Top of Excerpted data

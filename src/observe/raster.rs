//! 像素绘制：圆点、粗线、半透明混合、图层合成、缩放与 PNG 编码

use image::codecs::png::PngEncoder;
use image::imageops::FilterType;
use image::{ColorType, ImageEncoder, Rgba, RgbaImage};

use crate::core::error::ObserveError;
use crate::observe::marks::{Color, Geometry, Mark, MarkKind, CURSOR_RING_COLOR};

const POINT_RADIUS: i64 = 10;
const CURSOR_RING_RADIUS: i64 = 14;
const PREVIOUS_CURSOR_RADIUS: i64 = 12;
const DRAG_THICKNESS: i64 = 4;

/// 0-1000 → 像素
pub fn norm(v: u16, extent: u32) -> i64 {
    ((v.min(1000) as f64 / 1000.0) * extent as f64) as i64
}

fn blend(px: &mut Rgba<u8>, c: Color) {
    if c.a == 255 {
        *px = Rgba([c.r, c.g, c.b, 255]);
        return;
    }
    let fa = c.a as f32 / 255.0;
    let inv = 1.0 - fa;
    let [r, g, b, a] = px.0;
    *px = Rgba([
        (c.r as f32 * fa + r as f32 * inv) as u8,
        (c.g as f32 * fa + g as f32 * inv) as u8,
        (c.b as f32 * fa + b as f32 * inv) as u8,
        (c.a as f32 + a as f32 * inv).min(255.0) as u8,
    ]);
}

fn put(img: &mut RgbaImage, x: i64, y: i64, c: Color) {
    if x < 0 || y < 0 || x >= img.width() as i64 || y >= img.height() as i64 {
        return;
    }
    blend(img.get_pixel_mut(x as u32, y as u32), c);
}

pub fn fill_circle(img: &mut RgbaImage, cx: i64, cy: i64, radius: i64, c: Color) {
    let r2 = radius * radius;
    for oy in -radius..=radius {
        for ox in -radius..=radius {
            if ox * ox + oy * oy <= r2 {
                put(img, cx + ox, cy + oy, c);
            }
        }
    }
}

/// Bresenham，按方形笔刷加粗
pub fn draw_line(img: &mut RgbaImage, from: (i64, i64), to: (i64, i64), c: Color, thickness: i64) {
    let (mut x, mut y) = from;
    let (x2, y2) = to;
    let dx = (x2 - x).abs();
    let dy = (y2 - y).abs();
    let sx = if x < x2 { 1 } else { -1 };
    let sy = if y < y2 { 1 } else { -1 };
    let mut err = dx - dy;
    let half = thickness / 2;
    loop {
        for oy in -half..=half {
            for ox in -half..=half {
                put(img, x + ox, y + oy, c);
            }
        }
        if x == x2 && y == y2 {
            break;
        }
        let e2 = err * 2;
        if e2 > -dy {
            err -= dy;
            x += sx;
        }
        if e2 < dx {
            err += dx;
            y += sy;
        }
    }
}

pub fn draw_mark(img: &mut RgbaImage, mark: &Mark) {
    let (w, h) = img.dimensions();
    match (mark.kind, mark.geometry) {
        (MarkKind::Cursor, Geometry::Point { x, y }) => {
            let (px, py) = (norm(x, w), norm(y, h));
            fill_circle(img, px, py, CURSOR_RING_RADIUS, CURSOR_RING_COLOR);
            fill_circle(img, px, py, POINT_RADIUS, mark.color);
        }
        (MarkKind::PreviousCursor, Geometry::Point { x, y }) => {
            fill_circle(img, norm(x, w), norm(y, h), PREVIOUS_CURSOR_RADIUS, mark.color);
        }
        (_, Geometry::Point { x, y }) => {
            fill_circle(img, norm(x, w), norm(y, h), POINT_RADIUS, mark.color);
        }
        (_, Geometry::Line { x1, y1, x2, y2 }) => {
            draw_line(
                img,
                (norm(x1, w), norm(y1, h)),
                (norm(x2, w), norm(y2, h)),
                mark.color,
                DRAG_THICKNESS,
            );
        }
    }
}

/// 按给定顺序绘制；调用方负责把光标放在最后
pub fn draw_marks(img: &mut RgbaImage, marks: &[Mark]) {
    for mark in marks {
        draw_mark(img, mark);
    }
}

/// 把透明图层叠到底图上；尺寸不一致时跳过并返回 false
pub fn composite(base: &mut RgbaImage, layer: &RgbaImage) -> bool {
    if base.dimensions() != layer.dimensions() {
        return false;
    }
    for (dst, src) in base.pixels_mut().zip(layer.pixels()) {
        let [r, g, b, a] = src.0;
        if a > 0 {
            blend(dst, Color::rgba(r, g, b, a));
        }
    }
    true
}

/// 缩放到目标尺寸（0 表示保持原尺寸）并编码为 PNG
pub fn encode_png(img: &RgbaImage, width: u32, height: u32) -> Result<(Vec<u8>, u32, u32), ObserveError> {
    let (dw, dh) = if width == 0 || height == 0 {
        img.dimensions()
    } else {
        (width, height)
    };
    let resized;
    let src = if (dw, dh) != img.dimensions() {
        resized = image::imageops::resize(img, dw, dh, FilterType::Triangle);
        &resized
    } else {
        img
    };
    let mut buf = Vec::new();
    PngEncoder::new(&mut buf)
        .write_image(src.as_raw(), dw, dh, ColorType::Rgba8.into())
        .map_err(|e| ObserveError::Encode(e.to_string()))?;
    Ok((buf, dw, dh))
}

#[cfg(test)]
mod tests {
    use super::*;
    use crate::observe::marks::{PointerAction, CLICK_COLOR};

    fn black(w: u32, h: u32) -> RgbaImage {
        RgbaImage::from_pixel(w, h, Rgba([0, 0, 0, 255]))
    }

    #[test]
    fn test_norm_maps_full_range() {
        assert_eq!(norm(0, 1920), 0);
        assert_eq!(norm(500, 1920), 960);
        assert_eq!(norm(1000, 1920), 1920);
        assert_eq!(norm(5000, 100), 100);
    }

    #[test]
    fn test_click_mark_paints_center_and_clips_edges() {
        let mut img = black(100, 100);
        draw_mark(&mut img, &Mark::from_action(&PointerAction::Click { x: 500, y: 500 }));
        assert_eq!(img.get_pixel(50, 50).0, [255, 255, 255, 255]);
        assert_eq!(img.get_pixel(0, 0).0, [0, 0, 0, 255]);
        // 贴边也不越界
        draw_mark(&mut img, &Mark::from_action(&PointerAction::Click { x: 1000, y: 1000 }));
    }

    #[test]
    fn test_drag_line_covers_endpoints() {
        let mut img = black(100, 100);
        draw_mark(
            &mut img,
            &Mark::from_action(&PointerAction::Drag {
                x1: 100,
                y1: 100,
                x2: 900,
                y2: 100,
            }),
        );
        assert_ne!(img.get_pixel(10, 10).0, [0, 0, 0, 255]);
        assert_ne!(img.get_pixel(90, 10).0, [0, 0, 0, 255]);
        assert_eq!(img.get_pixel(50, 50).0, [0, 0, 0, 255]);
    }

    #[test]
    fn test_composite_respects_transparency() {
        let mut base = black(4, 4);
        let mut layer = RgbaImage::new(4, 4);
        layer.put_pixel(1, 1, Rgba([CLICK_COLOR.r, CLICK_COLOR.g, CLICK_COLOR.b, 255]));
        assert!(composite(&mut base, &layer));
        assert_eq!(base.get_pixel(1, 1).0, [255, 255, 255, 255]);
        assert_eq!(base.get_pixel(0, 0).0, [0, 0, 0, 255]);
        assert!(!composite(&mut base, &RgbaImage::new(2, 2)));
    }

    #[test]
    fn test_encode_png_resizes() {
        let img = black(64, 36);
        let (png, w, h) = encode_png(&img, 32, 18).unwrap();
        assert_eq!(&png[..8], b"\x89PNG\r\n\x1a\n");
        assert_eq!((w, h), (32, 18));
        let decoded = image::load_from_memory(&png).unwrap();
        assert_eq!((decoded.width(), decoded.height()), (32, 18));
    }
}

Bottom of Excerpted data

• _Exercise goal_:
From the entries, work out how many lines include the word "const", answering with the number only.

• _Answer for this exercise_:
4